:: WHAT TO PRODUCE ::
Please work out how many lines in the data below hold the word "same", and state only the number.

(Stored data entries)

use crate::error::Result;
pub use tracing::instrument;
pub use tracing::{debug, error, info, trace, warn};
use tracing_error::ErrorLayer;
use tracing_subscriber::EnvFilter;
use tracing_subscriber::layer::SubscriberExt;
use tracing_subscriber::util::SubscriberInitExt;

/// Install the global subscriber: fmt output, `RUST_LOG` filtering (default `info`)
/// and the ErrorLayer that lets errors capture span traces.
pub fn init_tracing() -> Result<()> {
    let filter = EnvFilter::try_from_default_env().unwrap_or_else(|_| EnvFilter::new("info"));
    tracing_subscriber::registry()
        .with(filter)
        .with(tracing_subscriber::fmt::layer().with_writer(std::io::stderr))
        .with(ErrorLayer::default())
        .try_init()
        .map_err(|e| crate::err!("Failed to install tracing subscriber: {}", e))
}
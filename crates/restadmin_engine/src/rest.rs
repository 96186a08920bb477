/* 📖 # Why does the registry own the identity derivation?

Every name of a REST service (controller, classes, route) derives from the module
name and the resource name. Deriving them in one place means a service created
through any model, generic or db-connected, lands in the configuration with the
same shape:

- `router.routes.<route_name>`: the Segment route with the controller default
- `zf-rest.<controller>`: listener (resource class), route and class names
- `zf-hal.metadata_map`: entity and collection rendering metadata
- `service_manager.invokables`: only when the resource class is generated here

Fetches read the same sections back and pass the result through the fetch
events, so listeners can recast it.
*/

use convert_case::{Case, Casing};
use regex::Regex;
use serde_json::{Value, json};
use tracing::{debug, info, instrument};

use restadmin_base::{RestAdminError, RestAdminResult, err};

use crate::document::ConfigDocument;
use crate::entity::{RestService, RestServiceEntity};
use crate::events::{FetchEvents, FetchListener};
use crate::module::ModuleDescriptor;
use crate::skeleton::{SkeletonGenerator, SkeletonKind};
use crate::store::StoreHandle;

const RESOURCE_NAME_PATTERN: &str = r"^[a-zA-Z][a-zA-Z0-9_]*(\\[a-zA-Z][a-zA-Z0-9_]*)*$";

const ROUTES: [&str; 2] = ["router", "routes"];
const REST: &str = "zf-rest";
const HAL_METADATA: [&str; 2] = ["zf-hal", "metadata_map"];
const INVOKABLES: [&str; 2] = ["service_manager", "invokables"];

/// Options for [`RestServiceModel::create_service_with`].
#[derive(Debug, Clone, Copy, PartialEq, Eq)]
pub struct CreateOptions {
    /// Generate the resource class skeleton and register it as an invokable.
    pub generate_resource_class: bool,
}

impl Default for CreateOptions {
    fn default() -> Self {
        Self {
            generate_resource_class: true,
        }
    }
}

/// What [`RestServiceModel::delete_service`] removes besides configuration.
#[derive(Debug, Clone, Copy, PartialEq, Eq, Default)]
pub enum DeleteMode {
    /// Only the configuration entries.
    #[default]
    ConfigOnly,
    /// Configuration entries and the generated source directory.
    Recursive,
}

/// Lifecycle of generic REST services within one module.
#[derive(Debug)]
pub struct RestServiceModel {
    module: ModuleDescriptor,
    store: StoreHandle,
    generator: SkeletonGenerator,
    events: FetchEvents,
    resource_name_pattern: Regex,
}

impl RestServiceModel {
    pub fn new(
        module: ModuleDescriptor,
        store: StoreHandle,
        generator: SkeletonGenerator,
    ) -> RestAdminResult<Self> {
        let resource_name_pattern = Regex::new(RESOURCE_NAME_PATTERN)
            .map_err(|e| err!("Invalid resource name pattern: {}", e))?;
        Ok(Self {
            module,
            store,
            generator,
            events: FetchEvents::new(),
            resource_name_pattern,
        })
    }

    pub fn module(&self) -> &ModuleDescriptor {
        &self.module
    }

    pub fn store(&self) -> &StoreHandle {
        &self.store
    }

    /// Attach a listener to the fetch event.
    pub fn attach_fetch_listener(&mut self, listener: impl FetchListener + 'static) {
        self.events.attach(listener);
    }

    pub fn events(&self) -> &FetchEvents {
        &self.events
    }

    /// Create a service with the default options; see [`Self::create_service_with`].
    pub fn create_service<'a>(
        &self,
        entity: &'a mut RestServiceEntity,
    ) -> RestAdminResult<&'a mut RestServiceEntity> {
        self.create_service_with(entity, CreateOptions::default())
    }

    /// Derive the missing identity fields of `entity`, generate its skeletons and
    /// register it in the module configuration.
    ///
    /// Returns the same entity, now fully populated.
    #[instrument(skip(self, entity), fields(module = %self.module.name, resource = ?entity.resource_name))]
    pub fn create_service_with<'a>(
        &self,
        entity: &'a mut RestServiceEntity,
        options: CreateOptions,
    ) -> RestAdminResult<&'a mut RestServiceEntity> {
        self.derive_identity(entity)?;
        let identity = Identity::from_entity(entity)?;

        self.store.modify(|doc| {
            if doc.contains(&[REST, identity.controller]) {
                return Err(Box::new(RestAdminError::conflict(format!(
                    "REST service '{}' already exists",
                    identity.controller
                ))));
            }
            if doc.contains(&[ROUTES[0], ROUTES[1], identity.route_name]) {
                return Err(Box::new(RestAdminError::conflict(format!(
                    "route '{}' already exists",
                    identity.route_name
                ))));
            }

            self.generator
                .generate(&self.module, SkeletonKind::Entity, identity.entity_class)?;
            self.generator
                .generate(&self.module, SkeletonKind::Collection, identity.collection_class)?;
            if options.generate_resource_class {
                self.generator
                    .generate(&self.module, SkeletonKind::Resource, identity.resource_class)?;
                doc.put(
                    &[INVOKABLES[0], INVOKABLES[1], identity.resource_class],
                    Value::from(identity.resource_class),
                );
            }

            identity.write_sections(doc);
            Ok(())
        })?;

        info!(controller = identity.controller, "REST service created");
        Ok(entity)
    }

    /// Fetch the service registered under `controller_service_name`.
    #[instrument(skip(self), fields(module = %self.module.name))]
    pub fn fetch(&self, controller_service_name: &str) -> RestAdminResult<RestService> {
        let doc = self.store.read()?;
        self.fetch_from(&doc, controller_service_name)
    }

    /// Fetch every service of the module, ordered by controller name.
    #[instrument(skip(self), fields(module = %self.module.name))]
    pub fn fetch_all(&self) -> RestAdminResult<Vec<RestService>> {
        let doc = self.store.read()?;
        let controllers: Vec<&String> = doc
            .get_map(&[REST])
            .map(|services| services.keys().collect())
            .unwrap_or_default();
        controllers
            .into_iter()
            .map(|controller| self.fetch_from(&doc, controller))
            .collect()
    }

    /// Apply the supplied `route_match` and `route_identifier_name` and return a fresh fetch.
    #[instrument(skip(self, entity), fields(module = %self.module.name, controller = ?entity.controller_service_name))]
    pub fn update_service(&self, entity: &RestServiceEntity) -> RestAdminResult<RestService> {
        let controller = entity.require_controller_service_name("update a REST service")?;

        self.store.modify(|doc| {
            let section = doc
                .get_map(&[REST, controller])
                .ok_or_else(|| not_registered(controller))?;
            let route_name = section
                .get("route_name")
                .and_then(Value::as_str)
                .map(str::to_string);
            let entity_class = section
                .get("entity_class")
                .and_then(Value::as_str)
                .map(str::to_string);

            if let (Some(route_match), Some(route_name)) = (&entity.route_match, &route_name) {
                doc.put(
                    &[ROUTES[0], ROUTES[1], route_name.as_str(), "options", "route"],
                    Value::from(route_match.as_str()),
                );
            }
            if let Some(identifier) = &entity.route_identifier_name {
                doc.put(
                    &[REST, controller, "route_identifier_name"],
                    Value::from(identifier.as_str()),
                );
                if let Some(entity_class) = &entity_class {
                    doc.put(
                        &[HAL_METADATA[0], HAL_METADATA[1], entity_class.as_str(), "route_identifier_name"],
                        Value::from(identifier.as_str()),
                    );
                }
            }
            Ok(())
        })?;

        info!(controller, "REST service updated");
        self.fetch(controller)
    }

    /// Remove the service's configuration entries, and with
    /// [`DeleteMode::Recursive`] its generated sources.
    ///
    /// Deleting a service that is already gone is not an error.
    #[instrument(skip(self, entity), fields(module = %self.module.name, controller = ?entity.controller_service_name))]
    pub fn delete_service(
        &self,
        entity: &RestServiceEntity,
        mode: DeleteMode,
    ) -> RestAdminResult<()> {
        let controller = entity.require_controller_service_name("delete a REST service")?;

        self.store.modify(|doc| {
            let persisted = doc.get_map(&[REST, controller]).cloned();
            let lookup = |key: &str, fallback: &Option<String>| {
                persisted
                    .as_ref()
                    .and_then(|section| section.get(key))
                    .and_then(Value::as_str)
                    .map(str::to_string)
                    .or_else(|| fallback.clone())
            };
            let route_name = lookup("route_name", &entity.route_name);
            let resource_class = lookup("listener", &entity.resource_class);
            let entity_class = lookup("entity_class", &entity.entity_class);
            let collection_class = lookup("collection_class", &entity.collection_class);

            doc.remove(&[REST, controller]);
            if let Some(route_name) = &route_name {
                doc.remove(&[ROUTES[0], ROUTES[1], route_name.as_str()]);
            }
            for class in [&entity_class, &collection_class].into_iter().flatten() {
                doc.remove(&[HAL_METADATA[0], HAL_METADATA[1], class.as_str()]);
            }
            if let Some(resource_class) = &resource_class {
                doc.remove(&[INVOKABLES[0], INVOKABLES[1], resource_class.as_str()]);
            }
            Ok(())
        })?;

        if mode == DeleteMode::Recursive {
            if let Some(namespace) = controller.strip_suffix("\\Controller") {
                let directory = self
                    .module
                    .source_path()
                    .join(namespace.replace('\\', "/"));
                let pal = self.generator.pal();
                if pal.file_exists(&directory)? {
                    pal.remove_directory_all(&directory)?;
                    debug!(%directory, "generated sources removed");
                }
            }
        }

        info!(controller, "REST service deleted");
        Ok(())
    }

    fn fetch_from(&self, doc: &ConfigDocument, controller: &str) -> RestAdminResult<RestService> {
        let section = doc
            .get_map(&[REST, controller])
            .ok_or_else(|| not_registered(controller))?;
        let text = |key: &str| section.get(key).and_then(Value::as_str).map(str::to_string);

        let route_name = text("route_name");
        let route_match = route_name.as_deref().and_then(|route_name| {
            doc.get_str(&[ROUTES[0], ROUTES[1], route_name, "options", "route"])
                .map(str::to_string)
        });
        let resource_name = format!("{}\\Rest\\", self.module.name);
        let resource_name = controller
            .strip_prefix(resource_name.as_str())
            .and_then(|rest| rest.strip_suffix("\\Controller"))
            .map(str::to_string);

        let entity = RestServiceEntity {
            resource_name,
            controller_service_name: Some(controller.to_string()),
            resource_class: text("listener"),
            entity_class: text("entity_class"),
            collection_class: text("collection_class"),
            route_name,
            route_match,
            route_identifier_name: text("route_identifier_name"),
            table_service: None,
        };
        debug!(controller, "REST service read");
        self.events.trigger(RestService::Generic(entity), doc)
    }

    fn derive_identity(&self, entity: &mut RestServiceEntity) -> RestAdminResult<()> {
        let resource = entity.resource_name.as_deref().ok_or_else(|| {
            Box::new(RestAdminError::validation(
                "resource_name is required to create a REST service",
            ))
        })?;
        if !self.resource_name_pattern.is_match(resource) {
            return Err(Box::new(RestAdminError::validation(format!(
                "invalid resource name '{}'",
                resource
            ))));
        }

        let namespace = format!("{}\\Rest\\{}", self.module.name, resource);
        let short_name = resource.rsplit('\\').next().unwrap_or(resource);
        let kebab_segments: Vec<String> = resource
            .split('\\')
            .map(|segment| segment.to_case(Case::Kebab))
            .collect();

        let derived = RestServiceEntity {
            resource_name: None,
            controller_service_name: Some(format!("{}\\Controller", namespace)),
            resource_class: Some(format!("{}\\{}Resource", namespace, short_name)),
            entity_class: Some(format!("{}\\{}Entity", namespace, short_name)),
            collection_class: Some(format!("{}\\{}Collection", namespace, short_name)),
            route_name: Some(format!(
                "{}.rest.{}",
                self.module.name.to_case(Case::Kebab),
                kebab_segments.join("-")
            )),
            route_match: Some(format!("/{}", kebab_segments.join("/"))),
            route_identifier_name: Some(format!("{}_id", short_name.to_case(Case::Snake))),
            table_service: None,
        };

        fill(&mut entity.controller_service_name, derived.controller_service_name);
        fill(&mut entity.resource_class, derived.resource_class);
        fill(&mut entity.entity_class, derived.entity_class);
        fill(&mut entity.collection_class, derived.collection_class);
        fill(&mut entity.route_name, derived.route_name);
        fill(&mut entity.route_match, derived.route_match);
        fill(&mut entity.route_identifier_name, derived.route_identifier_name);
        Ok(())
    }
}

:: RESULT ::
3